Description
We are experimenting with DLA in our Jetson Xavier Embedded Device.
We first ran YOLOV5
model in DLA using following steps.
- We trained a
YOLOV5
model in Host Machine - We then converted the model to
ONNX
- We transferred this
ONNX
file to Jetson Xavier machine and used
trtexec --onnx=model_gn.onnx --shapes=input:1x3x640x640 --saveEngine=model_gn.engine --exportProfile=model_gn.json --int8 --useDLACore=0 --allowGPUFallback --useSpinWait --separateProfileRun > model_gn.log
This perfectly worked as expected.
Now we wanted to do one more experiment, where we wanted to run model only in DLA (basically we wanted to avoid using GPU). However, we knew that, DLA supports only few types
of layers.
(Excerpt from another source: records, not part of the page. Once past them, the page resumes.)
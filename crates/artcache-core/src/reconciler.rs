//! # Eviction Reconciler
//!
//! Consumes the backend's reclamation channel and removes the keys,
//! reverse entry and metadata of every artifact the backend dropped.
//!
//! The binding between backend and reconciler is the single call
//! [`EvictionReconciler::bind`]: it takes the backend's one subscription and
//! spawns the task that drains it. Binding twice fails with
//! [`BindError::AlreadyBound`], so a store whose events nobody consumes, or
//! that two consumers race over, is caught at startup.
//!
//! Events are at-least-once. Handling is idempotent, and a key that a newer
//! put has repointed is never unlinked (see [`ArtifactStore::reclaim`]).

use std::panic::{catch_unwind, AssertUnwindSafe};
use std::sync::Arc;

use thiserror::Error;
use tokio::task::JoinHandle;

use crate::backend::{ReclamationEvent, ReclamationStream};
use crate::metrics;
use crate::store::{ArtifactStore, ReclaimOutcome};

/// The backend's reclamation channel was already taken.
#[derive(Error, Debug, Clone, PartialEq, Eq)]
pub enum BindError {
    #[error("backend reclamation channel already has a subscriber")]
    AlreadyBound,
}

/// Restores index consistency after backend reclamation.
#[derive(Debug, Clone)]
pub struct EvictionReconciler {
    store: Arc<ArtifactStore>,
}

impl EvictionReconciler {
    /// Create a reconciler for `store`. Nothing is consumed until
    /// [`run`](Self::run) or [`bind`](Self::bind).
    pub fn new(store: Arc<ArtifactStore>) -> Self {
        Self { store }
    }

    /// Subscribe to `store`'s backend and spawn the draining task.
    ///
    /// Must be called from within a Tokio runtime.
    pub fn bind(store: Arc<ArtifactStore>) -> Result<JoinHandle<()>, BindError> {
        let events = store.backend().subscribe().ok_or(BindError::AlreadyBound)?;
        let reconciler = Self::new(store);
        tracing::info!("eviction reconciler bound to backend reclamation channel");
        Ok(tokio::spawn(reconciler.run(events)))
    }

    /// Apply one event. Never panics on missing or already-cleaned entries.
    pub fn handle(&self, event: ReclamationEvent) -> ReclaimOutcome {
        ::metrics::counter!(metrics::RECLAMATION_EVENT_COUNT, "kind" => event.kind.as_str())
            .increment(1);

        if !event.kind.reclaims() {
            tracing::debug!(id = %event.id, kind = %event.kind, "artifact still live; ignoring event");
            return ReclaimOutcome::default();
        }

        let outcome = self.store.reclaim(event.id);
        ::metrics::counter!(metrics::RECLAIMED_KEY_COUNT).increment(outcome.keys_unlinked as u64);

        if outcome.is_noop() {
            tracing::debug!(id = %event.id, kind = %event.kind, "reclamation already applied");
        } else {
            tracing::info!(
                id = %event.id,
                kind = %event.kind,
                keys_unlinked = outcome.keys_unlinked,
                keys_repointed = outcome.keys_repointed,
                "reclaimed artifact"
            );
        }
        outcome
    }

    /// Drain `events` until the backend drops its sender.
    ///
    /// A panic while handling one event is logged and the loop moves on to
    /// the next event.
    pub async fn run(self, mut events: ReclamationStream) {
        while let Some(event) = events.recv().await {
            if catch_unwind(AssertUnwindSafe(|| self.handle(event))).is_err() {
                tracing::error!(id = %event.id, kind = %event.kind, "panic while reconciling; continuing");
            }
        }
        tracing::info!("reclamation channel closed; eviction reconciler stopping");
    }
}
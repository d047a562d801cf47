//! # Wire Codec
//!
//! Put request body, as written by Buck's HTTP cache client:
//!
//! ```text
//! ┌───────────────┬──────────────────────────────────────┬───────────────┐
//! │ key count N   │ N × (u16 length ‖ key bytes)         │ payload       │
//! │ i32 BE        │ Java modified UTF-8, no terminator   │ rest of body  │
//! └───────────────┴──────────────────────────────────────┴───────────────┘
//! ```
//!
//! Keys use the `DataOutputStream.writeUTF` encoding: NUL is written as
//! `C0 80` and characters outside the BMP as two three-byte surrogates.
//! There is no payload length field; everything after the last key is
//! payload.
//!
//! The get response body is the payload verbatim.

use bytes::{Buf, Bytes};

use crate::error::CodecError;
use crate::store::StoredArtifact;

/// A decoded put request.
#[derive(Debug, Clone, PartialEq, Eq)]
pub struct PutRequest {
    /// External keys in wire order (may contain duplicates).
    pub keys: Vec<String>,
    /// Artifact bytes.
    pub payload: Bytes,
    /// Total body bytes read, charged to ingress admission.
    pub consumed: u64,
}

impl PutRequest {
    /// Whether the request is acceptable: at least one key and a non-empty payload.
    pub fn verify(&self) -> bool {
        !self.keys.is_empty() && !self.payload.is_empty()
    }
}

fn need(buf: &Bytes, needed: usize, field: &'static str) -> Result<(), CodecError> {
    if buf.remaining() < needed {
        return Err(CodecError::Truncated {
            field,
            needed,
            available: buf.remaining(),
        });
    }
    Ok(())
}

/// Decode a put request body.
pub fn decode_put(body: Bytes) -> Result<PutRequest, CodecError> {
    let consumed = body.len() as u64;
    let mut buf = body;

    need(&buf, 4, "key count")?;
    let count = buf.get_i32();
    if count < 0 {
        return Err(CodecError::NegativeKeyCount(count));
    }
    let count = count as usize;
    // Each key needs at least its length prefix; refuse to allocate for
    // counts the body cannot possibly hold.
    need(&buf, count.saturating_mul(2), "key length prefixes")?;

    let mut keys = Vec::with_capacity(count);
    for _ in 0..count {
        need(&buf, 2, "key length")?;
        let len = usize::from(buf.get_u16());
        need(&buf, len, "key")?;
        let raw = buf.split_to(len);
        keys.push(decode_modified_utf8(&raw)?);
    }

    Ok(PutRequest {
        keys,
        payload: buf,
        consumed,
    })
}

/// Encode a put request body (client side).
pub fn encode_put<K: AsRef<str>>(keys: &[K], payload: &[u8]) -> Result<Vec<u8>, CodecError> {
    let count = i32::try_from(keys.len()).map_err(|_| CodecError::TooManyKeys(keys.len()))?;

    let mut out = Vec::with_capacity(4 + keys.len() * 16 + payload.len());
    out.extend_from_slice(&count.to_be_bytes());
    for key in keys {
        let encoded = encode_modified_utf8(key.as_ref());
        let len = u16::try_from(encoded.len()).map_err(|_| CodecError::KeyTooLong(encoded.len()))?;
        out.extend_from_slice(&len.to_be_bytes());
        out.extend_from_slice(&encoded);
    }
    out.extend_from_slice(payload);
    Ok(out)
}

/// Encode a get response body: the raw payload, no framing.
pub fn encode_get(artifact: &StoredArtifact) -> Bytes {
    artifact.payload.clone()
}

/// Java modified UTF-8, as produced by `DataOutputStream.writeUTF`.
pub fn encode_modified_utf8(s: &str) -> Vec<u8> {
    let mut out = Vec::with_capacity(s.len());
    for unit in s.encode_utf16() {
        match unit {
            0x0001..=0x007F => out.push(unit as u8),
            0x0000 | 0x0080..=0x07FF => {
                out.push(0xC0 | ((unit >> 6) & 0x1F) as u8);
                out.push(0x80 | (unit & 0x3F) as u8);
            }
            _ => {
                out.push(0xE0 | ((unit >> 12) & 0x0F) as u8);
                out.push(0x80 | ((unit >> 6) & 0x3F) as u8);
                out.push(0x80 | (unit & 0x3F) as u8);
            }
        }
    }
    out
}

/// Inverse of [`encode_modified_utf8`]. Unpaired surrogates are rejected.
pub fn decode_modified_utf8(bytes: &[u8]) -> Result<String, CodecError> {
    let continuation = |i: usize| -> Result<u16, CodecError> {
        match bytes.get(i) {
            Some(&b) if b & 0xC0 == 0x80 => Ok(u16::from(b & 0x3F)),
            Some(&b) => Err(CodecError::InvalidKey(format!(
                "bad continuation byte {b:#04x} at offset {i}"
            ))),
            None => Err(CodecError::InvalidKey(format!(
                "sequence cut off at offset {i}"
            ))),
        }
    };

    let mut units = Vec::with_capacity(bytes.len());
    let mut i = 0;
    while i < bytes.len() {
        let lead = bytes[i];
        match lead >> 4 {
            0x0..=0x7 => {
                units.push(u16::from(lead));
                i += 1;
            }
            0xC | 0xD => {
                units.push((u16::from(lead & 0x1F) << 6) | continuation(i + 1)?);
                i += 2;
            }
            0xE => {
                units.push(
                    (u16::from(lead & 0x0F) << 12) | (continuation(i + 1)? << 6) | continuation(i + 2)?,
                );
                i += 3;
            }
            _ => {
                return Err(CodecError::InvalidKey(format!(
                    "bad lead byte {lead:#04x} at offset {i}"
                )));
            }
        }
    }

    String::from_utf16(&units).map_err(|e| CodecError::InvalidKey(e.to_string()))
}

#[cfg(test)]
mod tests {
    use super::*;
    use crate::id::ArtifactId;

    const EXAMPLE: &[u8] = &[
        0x00, 0x00, 0x00, 0x03, // three keys
        0x00, 0x01, b'x', //
        0x00, 0x02, b'y', b'y', //
        0x00, 0x03, b'z', b'z', b'z', //
        0x01, 0x02, 0x03, // payload
    ];

    #[test]
    fn encodes_the_reference_example() {
        let encoded = encode_put(&["x", "yy", "zzz"], &[0x01, 0x02, 0x03]).unwrap();
        assert_eq!(encoded, EXAMPLE);
    }

    #[test]
    fn decodes_the_reference_example() {
        let request = decode_put(Bytes::from_static(EXAMPLE)).unwrap();
        assert_eq!(request.keys, ["x", "yy", "zzz"]);
        assert_eq!(request.payload, Bytes::from_static(&[0x01, 0x02, 0x03]));
        assert_eq!(request.consumed, EXAMPLE.len() as u64);
        assert!(request.verify());
    }

    #[test]
    fn payload_is_everything_after_keys() {
        let body = encode_put(&["k"], b"").unwrap();
        let request = decode_put(Bytes::from(body)).unwrap();
        assert!(request.payload.is_empty());
        assert!(!request.verify());
    }

    #[test]
    fn zero_keys_fails_verify() {
        let request = decode_put(Bytes::from(encode_put::<&str>(&[], b"data").unwrap())).unwrap();
        assert!(request.keys.is_empty());
        assert!(!request.verify());
    }

    #[test]
    fn truncated_count() {
        let err = decode_put(Bytes::from_static(&[0x00, 0x00])).unwrap_err();
        assert!(matches!(err, CodecError::Truncated { field: "key count", .. }));
    }

    #[test]
    fn truncated_key() {
        let err = decode_put(Bytes::from_static(&[0, 0, 0, 1, 0, 5, b'a', b'b'])).unwrap_err();
        assert_eq!(
            err,
            CodecError::Truncated {
                field: "key",
                needed: 5,
                available: 2
            }
        );
    }

    #[test]
    fn absurd_key_count_is_rejected_without_allocating() {
        let err = decode_put(Bytes::from_static(&[0x7F, 0xFF, 0xFF, 0xFF, 0, 1, b'a'])).unwrap_err();
        assert!(matches!(err, CodecError::Truncated { field: "key length prefixes", .. }));
    }

    #[test]
    fn negative_key_count() {
        let err = decode_put(Bytes::from_static(&[0xFF, 0xFF, 0xFF, 0xFF])).unwrap_err();
        assert_eq!(err, CodecError::NegativeKeyCount(-1));
    }

    #[test]
    fn nul_uses_two_byte_form() {
        assert_eq!(encode_modified_utf8("a\0b"), [b'a', 0xC0, 0x80, b'b']);
        assert_eq!(decode_modified_utf8(&[b'a', 0xC0, 0x80, b'b']).unwrap(), "a\0b");
    }

    #[test]
    fn supplementary_characters_use_surrogate_pairs() {
        let encoded = encode_modified_utf8("😀");
        assert_eq!(encoded, [0xED, 0xA0, 0xBD, 0xED, 0xB8, 0x80]);
        assert_eq!(decode_modified_utf8(&encoded).unwrap(), "😀");
    }

    #[test]
    fn two_byte_characters() {
        assert_eq!(encode_modified_utf8("é"), [0xC3, 0xA9]);
        assert_eq!(decode_modified_utf8(&[0xC3, 0xA9]).unwrap(), "é");
    }

    #[test]
    fn invalid_sequences_are_rejected() {
        assert!(decode_modified_utf8(&[0xFF]).is_err());
        assert!(decode_modified_utf8(&[0xC3]).is_err());
        assert!(decode_modified_utf8(&[0xE0, 0x41, 0x80]).is_err());
        // Lone high surrogate.
        assert!(decode_modified_utf8(&[0xED, 0xA0, 0xBD]).is_err());
    }

    #[test]
    fn oversized_key_is_rejected() {
        let key = "k".repeat(70_000);
        assert_eq!(
            encode_put(&[key], b"x").unwrap_err(),
            CodecError::KeyTooLong(70_000)
        );
    }

    #[test]
    fn get_body_is_payload_verbatim() {
        let artifact = StoredArtifact {
            id: ArtifactId::new(1),
            payload: Bytes::from_static(b"\x00\x01raw"),
            size: 5,
        };
        assert_eq!(encode_get(&artifact), Bytes::from_static(b"\x00\x01raw"));
    }
}
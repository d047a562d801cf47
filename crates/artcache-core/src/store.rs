//! # Artifact Store
//!
//! Four logical indexes over one blob backend:
//!
//! ```text
//! blob      ArtifactId ─► payload               (BlobBackend)
//! metadata  ArtifactId ─► MetadataRecord        (DashMap)
//! forward   key        ─► ArtifactId            (striped RwLock<HashMap>)
//! reverse   ArtifactId ─► {key, ...}            (DashMap)
//! ```
//!
//! ## Invariants
//!
//! 1. `forward[k] == U` if and only if `k ∈ reverse[U]`.
//! 2. No forward entry resolves to an id without a live blob, as observed
//!    by [`ArtifactStore::get`]; a dangling entry is reported as
//!    [`StoreError::ConsistencyViolation`], never a panic.
//!
//! ## Concurrency
//!
//! The forward index is split into [`STRIPES`] independently locked
//! stripes. A put locks every stripe its keys hash to, in ascending stripe
//! order, and writes the reverse entry plus all forward entries while
//! holding them, so readers observe either none or all of a put's keys.
//! Cleanup ([`ArtifactStore::reclaim`]) only unlinks a key while it still
//! points at the reclaimed id, so it can never undo a newer put.
//!
//! ## Re-put Policy
//!
//! Keys are last-write-wins. When a put repoints a key, the key is removed
//! from the old artifact's reverse set right away. An old artifact left with
//! no keys is reclaimed immediately instead of waiting for the backend to
//! evict it.

use std::collections::hash_map::RandomState;
use std::collections::{BTreeMap, HashMap, HashSet};
use std::hash::BuildHasher;
use std::sync::Arc;
use std::time::{Duration, Instant};

use bytes::Bytes;
use dashmap::DashMap;
use parking_lot::RwLock;

use crate::backend::{Blob, BlobBackend, HealthStatus};
use crate::error::StoreError;
use crate::id::{ArtifactId, SequenceGenerator};
use crate::metrics::{self, CacheTags};

/// Number of forward-index stripes.
pub const STRIPES: usize = 64;
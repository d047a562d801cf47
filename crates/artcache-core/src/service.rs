//! # Cache Service
//!
//! The get/put facade the HTTP layer calls. Owns the store handle and the
//! two admission limiters, and is the only place that turns store-level
//! outcomes into [`CacheError`]s.
//!
//! ```text
//! put: Received ─► Admitted ─► StoreOk | StoreFail ─► Responded
//! get: Received ─► Resolved | NotFound ─► Admitted ─► Responded
//! ```
//!
//! Egress admission is charged only on a hit. A put is verified and the
//! backend probed before any ingress budget is spent.

use std::sync::Arc;
use std::time::{Duration, Instant};

use bytes::Bytes;
use rand::RngCore;

use crate::admission::AdmissionLimiter;
use crate::backend::HealthStatus;
use crate::codec::PutRequest;
use crate::error::{CacheError, StoreError};
use crate::id::ArtifactId;
use crate::metrics::{self, CacheTags};
use crate::store::{ArtifactStore, StoredArtifact, Summary};

/// Size of the download-speed probe artifact.
pub const DUMMY_ARTIFACT_BYTES: usize = 100_000;

/// Per-put options taken from request headers.
#[derive(Debug, Clone, Default, PartialEq, Eq)]
pub struct PutOptions {
    /// Time to live; `None` keeps the artifact until evicted.
    pub ttl: Option<Duration>,
    /// Normalised client tags for metrics.
    pub tags: CacheTags,
}

/// Lifecycle of a single request, traced at every transition.
#[derive(Debug, Clone, Copy, PartialEq, Eq)]
pub enum RequestPhase {
    Received,
    Resolved,
    NotFound,
    Admitted,
    StoreOk,
    StoreFail,
    Responded,
}

impl RequestPhase {
    pub fn as_str(&self) -> &'static str {
        match self {
            Self::Received => "received",
            Self::Resolved => "resolved",
            Self::NotFound => "not_found",
            Self::Admitted => "admitted",
            Self::StoreOk => "store_ok",
            Self::StoreFail => "store_fail",
            Self::Responded => "responded",
        }
    }
}

fn phase(op: &'static str, phase: RequestPhase) {
    tracing::trace!(op, phase = phase.as_str(), "request phase");
}
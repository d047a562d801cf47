//! # Underlying Artifact Identifiers
//!
//! Every put gets a fresh [`ArtifactId`] from the [`SequenceGenerator`],
//! independent of the external keys that point at it. Ids are never reused
//! for the lifetime of a store, so a stale eviction notification can never
//! be confused with a newer artifact.

use std::fmt;
use std::sync::atomic::{AtomicU64, Ordering};

/// Opaque numeric identifier of one stored blob.
#[derive(Debug, Clone, Copy, PartialEq, Eq, PartialOrd, Ord, Hash)]
pub struct ArtifactId(u64);

impl ArtifactId {
    /// Wrap a raw value. Only the generator and tests should need this.
    pub const fn new(raw: u64) -> Self {
        Self(raw)
    }

    /// Access the raw value.
    pub const fn get(self) -> u64 {
        self.0
    }
}

impl fmt::Display for ArtifactId {
    fn fmt(&self, f: &mut fmt::Formatter<'_>) -> fmt::Result {
        write!(f, "{}", self.0)
    }
}

/// Issues strictly increasing artifact ids.
#[derive(Debug)]
pub struct SequenceGenerator {
    next: AtomicU64,
}

impl SequenceGenerator {
    /// Start at 1.
    pub fn new() -> Self {
        Self::starting_at(1)
    }

    /// Start at an arbitrary value, e.g. after restoring a backend.
    pub fn starting_at(first: u64) -> Self {
        Self {
            next: AtomicU64::new(first),
        }
    }

    /// Allocate the next id.
    pub fn next_id(&self) -> ArtifactId {
        ArtifactId(self.next.fetch_add(1, Ordering::Relaxed))
    }
}

impl Default for SequenceGenerator {
    fn default() -> Self {
        Self::new()
    }
}
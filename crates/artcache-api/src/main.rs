//! # artcache-api: Binary Entry Point
//!
//! Reads configuration from the environment, installs the Prometheus
//! recorder, and serves the cache until SIGINT/SIGTERM.

use std::time::Duration;

use artcache_api::state::{AppConfig, AppState};
use metrics_exporter_prometheus::PrometheusBuilder;

/// How often histogram buckets are drained into the exporter.
const METRICS_UPKEEP_INTERVAL: Duration = Duration::from_secs(5);

#[tokio::main]
async fn main() -> Result<(), Box<dyn std::error::Error>> {
    let config = AppConfig::from_env()?;

    let filter = tracing_subscriber::EnvFilter::try_from_default_env()
        .unwrap_or_else(|_| tracing_subscriber::EnvFilter::new("info"));
    if config.log_json {
        tracing_subscriber::fmt().with_env_filter(filter).json().init();
    } else {
        tracing_subscriber::fmt().with_env_filter(filter).init();
    }
    tracing::info!(config = ?config, "configuration loaded");

    let prometheus = PrometheusBuilder::new().install_recorder().map_err(|e| {
        tracing::error!("Prometheus recorder installation failed: {e}");
        e
    })?;
    let upkeep = prometheus.clone();
    tokio::spawn(async move {
        let mut ticker = tokio::time::interval(METRICS_UPKEEP_INTERVAL);
        loop {
            ticker.tick().await;
            upkeep.run_upkeep();
        }
    });

    let state = AppState::with_config(config.clone())?.with_prometheus(prometheus);
    let app = artcache_api::app(state);

    let addr = std::net::SocketAddr::from(([0, 0, 0, 0], config.port));
    tracing::info!("artcache listening on {}", addr);

    let listener = tokio::net::TcpListener::bind(addr).await?;
    axum::serve(listener, app)
        .with_graceful_shutdown(shutdown_signal())
        .await?;

    tracing::info!("artcache stopped");
    Ok(())
}

async fn shutdown_signal() {
    let ctrl_c = async {
        if let Err(e) = tokio::signal::ctrl_c().await {
            tracing::error!("failed to listen for Ctrl-C: {e}");
            std::future::pending::<()>().await;
        }
    };

    #[cfg(unix)]
    let terminate = async {
        match tokio::signal::unix::signal(tokio::signal::unix::SignalKind::terminate()) {
            Ok(mut signal) => {
                signal.recv().await;
            }
            Err(e) => {
                tracing::error!("failed to listen for SIGTERM: {e}");
                std::future::pending::<()>().await;
            }
        }
    };

    #[cfg(not(unix))]
    let terminate = std::future::pending::<()>();

    tokio::select! {
        _ = ctrl_c => {},
        _ = terminate => {},
    }
    tracing::info!("shutdown signal received; draining connections");
}
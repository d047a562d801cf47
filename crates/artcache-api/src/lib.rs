//! # artcache-api: HTTP Front End for the Build Artifact Cache
//!
//! Buck-compatible HTTP cache over [`artcache_core`].
//!
//! ## API Surface
//!
//! | Prefix          | Module                 | Auth |
//! |-----------------|------------------------|------|
//! | `/artifacts/*`  | [`routes::artifacts`]  | yes  |
//! | `/health`       | [`routes::health`]     | no   |
//! | `/metrics`      | [`routes::health`]     | no   |
//!
//! ## Middleware Stack (execution order)
//!
//! ```text
//! TraceLayer → BodyLimit → MetricsMiddleware → AuthMiddleware → Handler
//! ```

pub mod auth;
pub mod error;
pub mod middleware;
pub mod routes;
pub mod state;

use axum::extract::DefaultBodyLimit;
use axum::middleware::from_fn;
use axum::Router;
use tower_http::trace::TraceLayer;

use crate::auth::AuthConfig;
use crate::state::AppState;

/// Assemble the application router with all routes and middleware.
///
/// `/health` and `/metrics` are mounted outside the auth middleware so
/// probes and scrapers need no credentials.
pub fn app(state: AppState) -> Router {
    let auth_config = AuthConfig::new(state.config.auth_tokens.iter().cloned());
    let body_limit = state.config.max_artifact_bytes;
    let metrics = state.metrics.clone();

    let api = Router::new()
        .merge(routes::artifacts::router())
        .layer(from_fn(auth::auth_middleware))
        .layer(axum::Extension(auth_config))
        .with_state(state.clone());

    let probes = routes::health::router().with_state(state);

    Router::new()
        .merge(probes)
        .merge(api)
        .layer(from_fn(middleware::metrics::metrics_middleware))
        .layer(axum::Extension(metrics))
        .layer(DefaultBodyLimit::max(body_limit))
        .layer(TraceLayer::new_for_http())
}
//! # Error Types
//!
//! One `thiserror` enum per layer. Lower layers never panic on missing or
//! duplicate cleanup targets; those are idempotent no-ops, not errors.
//! [`CacheError`] is the outward-facing taxonomy the API crate maps to
//! HTTP status codes.

use std::time::Duration;

use thiserror::Error;

use crate::id::ArtifactId;

/// Failure reported by a [`BlobBackend`](crate::backend::BlobBackend).
#[derive(Error, Debug, Clone, PartialEq, Eq)]
pub enum BackendError {
    /// The storage engine is unreachable or degraded.
    #[error("backend unavailable: {0}")]
    Unavailable(String),
}

/// Outcome of an [`ArtifactStore`](crate::store::ArtifactStore) operation.
#[derive(Error, Debug, Clone, PartialEq, Eq)]
pub enum StoreError {
    /// The key has no live mapping.
    #[error("no artifact stored under the requested key")]
    NotFound,

    /// The backend could not serve the request.
    #[error("store unavailable: {0}")]
    Unavailable(String),

    /// The forward index resolved to an artifact whose blob is gone.
    ///
    /// Indicates a reconciliation lag or bug. Callers treat it as a miss.
    #[error("key {key:?} resolves to artifact {id} which has no live blob")]
    ConsistencyViolation {
        /// The external key that was looked up.
        key: String,
        /// The dangling artifact id.
        id: ArtifactId,
    },
}

impl From<BackendError> for StoreError {
    fn from(err: BackendError) -> Self {
        match err {
            BackendError::Unavailable(msg) => Self::Unavailable(msg),
        }
    }
}

/// Malformed put request body.
#[derive(Error, Debug, Clone, PartialEq, Eq)]
pub enum CodecError {
    /// The body ended before a declared field was complete.
    #[error("body truncated while reading {field}: needed {needed} bytes, {available} available")]
    Truncated {
        /// Field being decoded.
        field: &'static str,
        /// Bytes required to finish the field.
        needed: usize,
        /// Bytes left in the body.
        available: usize,
    },

    /// The key count header was negative.
    #[error("negative key count: {0}")]
    NegativeKeyCount(i32),

    /// A key was not valid modified UTF-8.
    #[error("invalid key encoding: {0}")]
    InvalidKey(String),

    /// A key does not fit the 16-bit length prefix.
    #[error("key encodes to {0} bytes, limit is 65535")]
    KeyTooLong(usize),

    /// More keys than the 32-bit count header can express.
    #[error("too many keys: {0}")]
    TooManyKeys(usize),
}

/// Admission control refused a checkout.
#[derive(Error, Debug, Clone, PartialEq, Eq)]
pub enum AdmissionError {
    /// The bucket was short and the policy rejects instead of waiting.
    #[error("{limiter} admission rejected {requested} bytes")]
    Rejected {
        /// Which limiter refused (`ingress` / `egress`).
        limiter: &'static str,
        /// Bytes the caller asked for.
        requested: u64,
    },

    /// The caller waited for the configured limit without enough budget accruing.
    #[error("{limiter} admission of {requested} bytes timed out after {waited:?}")]
    TimedOut {
        /// Which limiter refused.
        limiter: &'static str,
        /// Bytes the caller asked for.
        requested: u64,
        /// How long the caller was suspended.
        waited: Duration,
    },
}

/// Per-request outcome surfaced by [`CacheService`](crate::service::CacheService).
///
/// No variant is fatal to the process.
#[derive(Error, Debug, Clone, PartialEq, Eq)]
pub enum CacheError {
    /// The key has no live mapping (also used for consistency violations).
    #[error("artifact not found")]
    NotFound,

    /// The underlying store is unreachable; callers may retry with backoff.
    #[error("store unavailable: {0}")]
    Unavailable(String),

    /// The put request failed verification.
    #[error("invalid request: {0}")]
    InvalidRequest(String),

    /// Admission control refused the transfer.
    #[error("admission rejected: {0}")]
    Rejected(String),
}

impl From<AdmissionError> for CacheError {
    fn from(err: AdmissionError) -> Self {
        Self::Rejected(err.to_string())
    }
}

impl From<CodecError> for CacheError {
    fn from(err: CodecError) -> Self {
        Self::InvalidRequest(err.to_string())
    }
}
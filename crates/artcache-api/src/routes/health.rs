//! Health probe and metrics scrape endpoints.

use axum::extract::State;
use axum::http::StatusCode;
use axum::response::{IntoResponse, Response};
use axum::routing::get;
use axum::Router;

use crate::error::AppError;
use crate::state::AppState;

pub fn router() -> Router<AppState> {
    Router::new()
        .route("/health", get(health))
        .route("/metrics", get(scrape))
}

/// 200 `OK` while the backend is healthy, 500 `NOT OK` otherwise.
async fn health(State(state): State<AppState>) -> (StatusCode, &'static str) {
    let status = state.service.health();
    if status.is_healthy() {
        (StatusCode::OK, "OK")
    } else {
        tracing::warn!(status = ?status, "health probe failed");
        (StatusCode::INTERNAL_SERVER_ERROR, "NOT OK")
    }
}

async fn scrape(State(state): State<AppState>) -> Response {
    match &state.prometheus {
        Some(handle) => handle.render().into_response(),
        None => AppError::NotFound("metrics exporter not installed".into()).into_response(),
    }
}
So, we build a very small network, which is below,
class NeuralNet(nn.Module):
def __init__(self, input_size, hidden_size, num_classes):
super(NeuralNet, self).__init__()
self.fc1 = nn.Linear(input_size, hidden_size)
self.relu = nn.ReLU()
self.fc2 = nn.Linear(hidden_size, num_classes)
def forward(self, x):
out = self.fc1(x)
out = self.relu(out)
out = self.fc2(out)
return out
We followed the same steps described above for YOLOV5
but without --allowGPUFallback
. We are getting error saying fc1.weight
not supported.
Can you please tell, where I am going wrong?